By John Rother
Situated along the famous San Andreas fault in Northern California’s Bay Area, Gilead rattled the health care market this year by pricing its Hepatitis C treatment Sovaldi at $84,000. After months of unabated outrage from policymakers, consumer, employer, and patient organizations over the price of Sovaldi, Gilead has triggered an aftershock even more powerful than its initial shock with a new Hep C treatment priced at a staggering $94,500.
Gilead has made clear that it values Wall Street above the interests of patients, the insured, and taxpayers.

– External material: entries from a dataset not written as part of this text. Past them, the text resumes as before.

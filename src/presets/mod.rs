//! Named session presets stored as a JSON array.
//!
//! The store is a plain file. When it is missing or unreadable the three
//! built-in presets are written back and returned, so a fresh install
//! always lists something.

use std::fs;
use std::path::{Path, PathBuf};

use serde::{Deserialize, Serialize};
use thiserror::Error;
use tracing::{debug, warn};

use crate::types::SessionConfig;

/// Errors from preset storage.
#[derive(Debug, Error)]
pub enum PresetError {
    #[error("failed to access presets file {path}: {source}")]
    Io {
        path: PathBuf,
        #[source]
        source: std::io::Error,
    },

    #[error("failed to encode presets: {0}")]
    Encode(#[from] serde_json::Error),

    #[error("preset name must not be empty")]
    EmptyName,
}

/// A saved session configuration.
#[derive(Debug, Clone, PartialEq, Eq, Serialize, Deserialize)]
pub struct Preset {
    pub name: String,
    /// Work seconds
    pub work: u32,
    /// Rest seconds
    pub rest: u32,
    pub rounds: u32,
    /// Prepare seconds
    pub prepare: u32,
}

impl Preset {
    /// Captures `config` under `name`.
    pub fn new(name: impl Into<String>, config: SessionConfig) -> Self {
        Self {
            name: name.into(),
            work: config.work_seconds,
            rest: config.rest_seconds,
            rounds: config.rounds,
            prepare: config.prepare_seconds,
        }
    }

    /// The session configuration this preset describes.
    pub fn config(&self) -> SessionConfig {
        SessionConfig {
            work_seconds: self.work,
            rest_seconds: self.rest,
            rounds: self.rounds,
            prepare_seconds: self.prepare,
        }
    }
}

/// The presets written on first use.
pub fn default_presets() -> Vec<Preset> {
    vec![
        Preset::new("Classic Tabata", SessionConfig::default()),
        Preset::new(
            "HIIT 30/30",
            SessionConfig::default()
                .with_work_seconds(30)
                .with_rest_seconds(30)
                .with_rounds(10),
        ),
        Preset::new(
            "Quick Burn",
            SessionConfig::default()
                .with_work_seconds(40)
                .with_rest_seconds(20)
                .with_rounds(5),
        ),
    ]
}

/// File-backed preset storage.
#[derive(Debug, Clone)]
pub struct PresetStore {
    path: PathBuf,
}

impl PresetStore {
    /// Store at the default location, `<config_dir>/tabata/presets.json`.
    #[allow(clippy::new_without_default)]
    pub fn new() -> Self {
        Self::with_path(Self::default_path())
    }

    pub fn with_path<P: AsRef<Path>>(path: P) -> Self {
        Self {
            path: path.as_ref().to_path_buf(),
        }
    }

    pub fn default_path() -> PathBuf {
        dirs::config_dir()
            .map(|dir| dir.join("tabata").join("presets.json"))
            .unwrap_or_else(|| PathBuf::from("tabata_presets.json"))
    }

    pub fn path(&self) -> &Path {
        &self.path
    }

    /// Returns every stored preset.
    ///
    /// A missing or corrupt file is replaced by the defaults.
    ///
    /// # Errors
    ///
    /// Returns an error if the defaults cannot be written.
    pub fn load_all(&self) -> Result<Vec<Preset>, PresetError> {
        match fs::read(&self.path) {
            Ok(bytes) => match serde_json::from_slice::<Vec<Preset>>(&bytes) {
                Ok(presets) => return Ok(presets),
                Err(e) => warn!("Ignoring unreadable presets file {}: {}", self.path.display(), e),
            },
            Err(e) => debug!("No presets file at {}: {}", self.path.display(), e),
        }

        let defaults = default_presets();
        self.write(&defaults)?;
        Ok(defaults)
    }

    /// Stores `preset`, replacing any preset with the same name.
    ///
    /// # Errors
    ///
    /// Returns an error if the name is blank or the file cannot be written.
    pub fn save(&self, preset: Preset) -> Result<(), PresetError> {
        if preset.name.trim().is_empty() {
            return Err(PresetError::EmptyName);
        }
        let mut presets = self.load_all()?;
        presets.retain(|p| p.name != preset.name);
        presets.push(preset);
        self.write(&presets)
    }

    /// Removes the preset called `name`.
    ///
    /// Returns whether a preset was removed; an unknown name is not an error.
    ///
    /// # Errors
    ///
    /// Returns an error if the file cannot be written.
    pub fn remove(&self, name: &str) -> Result<bool, PresetError> {
        let mut presets = self.load_all()?;
        let before = presets.len();
        presets.retain(|p| p.name != name);
        let removed = presets.len() != before;
        self.write(&presets)?;
        Ok(removed)
    }

    /// Looks up a preset by exact name.
    ///
    /// # Errors
    ///
    /// Returns an error if the store cannot be loaded.
    pub fn find(&self, name: &str) -> Result<Option<Preset>, PresetError> {
        Ok(self.load_all()?.into_iter().find(|p| p.name == name))
    }

    fn write(&self, presets: &[Preset]) -> Result<(), PresetError> {
        let io_err = |source| PresetError::Io {
            path: self.path.clone(),
            source,
        };
        if let Some(parent) = self.path.parent() {
            if !parent.as_os_str().is_empty() {
                fs::create_dir_all(parent).map_err(io_err)?;
            }
        }
        let data = serde_json::to_vec_pretty(presets)?;
        fs::write(&self.path, data).map_err(io_err)
    }
}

Gilead justifies its pricing by pointing out that its new formulation is priced less than the previous combination of its old therapy with other treatments. However, this argument is a bit disingenuous because Sovaldi’s $84,000 price tag constituted the bulk of the former combo drug price. Moreover, Gilead admits that it prices it products based on the preceding product in the therapeutic area rather than on any calculation of value. That’s a dangerous and unsustainable practice that can only lead to one thing: ever increasing prices.
The good news is that Sovaldi has helped start a national dialogue on how to sustain the biomedical innovation that is so important to our future. The bad news is that Gilead is severely testing the limits of this sustainability.
We had better find solutions to the sustainability question or else we risk witnessing our entire health care system crumble from “The Big One.”